An important advantage of the two layers of switches is that the  $\mu BF$  profile multiplexer switches remain static during the RX period, while the switches connecting to the boxcar integrators can be driven by a simple profile-independent clock generator, providing accurate timing with low clock skew which is important for generating accurate steering angles during RX beamforming [27]. The clock control signals of the 24 write switches only have eight different phases, e.g., write switches  $W_2\langle 4 \rangle$ ,  $W_4\langle 3 \rangle$  and  $W_6\langle 2 \rangle$  can share the same control signal  $\Phi_8$  as illustrated in Fig. 3.7(a). Therefore, an 8-phase digital clock generator is implemented using a 1-bit shift register (SR) and generates 8 clock signals ( $\Phi_{1-8}$ ), each of which drives identical loads (i.e., 3 write switches).

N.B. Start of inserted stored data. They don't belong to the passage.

use std::env;
use std::ffi::OsString;
use std::path::{Path, PathBuf};

/// Data-file configuration.
///
/// `GYM_DATA_FILE` overrides whatever path the caller would otherwise
/// use; `gym.json` in the working directory is the usual default.
#[derive(Debug, Clone, PartialEq, Eq)]
pub struct StoreConfig {
    /// Path to the durable roster file.
    pub data_file: PathBuf,
}

impl StoreConfig {
    /// The default data file used when nothing else is configured.
    pub const DEFAULT_PATH: &str = "gym.json";

    /// Environment variable that overrides the data file location.
    pub const ENV_VAR: &str = "GYM_DATA_FILE";

    /// Build a config from the environment.
    ///
    /// Priority: `GYM_DATA_FILE` env var, then `fallback`.
    pub fn from_env_or(fallback: impl Into<PathBuf>) -> Self {
        let data_file = env::var_os(Self::ENV_VAR)
            .filter(|v| !v.is_empty())
            .map_or_else(|| fallback.into(), PathBuf::from);
        Self { data_file }
    }

    /// Build a config from an explicit path (useful for tests and CLI flags).
    pub fn new(data_file: impl Into<PathBuf>) -> Self {
        Self {
            data_file: data_file.into(),
        }
    }

    /// Sibling file that receives a verbatim copy of an unreadable data file.
    pub fn backup_path(&self) -> PathBuf {
        backup_path(&self.data_file)
    }

    /// Sibling file used transiently while saving.
    pub fn temp_path(&self) -> PathBuf {
        temp_path(&self.data_file)
    }
}

/// `<file>.bak` next to `path`.
pub fn backup_path(path: &Path) -> PathBuf {
    with_suffix(path, ".bak")
}

/// `<file>.tmp` next to `path`.
pub fn temp_path(path: &Path) -> PathBuf {
    with_suffix(path, ".tmp")
}

// Appends to the full file name, so `gym.json` becomes `gym.json.bak`
// rather than `gym.bak`.
fn with_suffix(path: &Path, suffix: &str) -> PathBuf {
    let mut name: OsString = path.as_os_str().to_owned();
    name.push(suffix);
    PathBuf::from(name)
}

Compared to the single-layer switching scheme [28], in which a multibit SR and the following  $\mu$ BF delay profile multiplexers are both implemented in the digital domain to generate clock signals for every switch, resulting in a large number of clock signals that need to be routed across the digital and analog domain and difficulty to match the routing length, this clocking scheme both reduces the number of logical gates in the clock signal path, and the number of clock signal connections to the write switches, making it less demanding to equalize the propagation delay, thus effectively minimizing the clock skew. Thanks to the current-mode operation, the associated switches can be made small with an insignificant area overhead.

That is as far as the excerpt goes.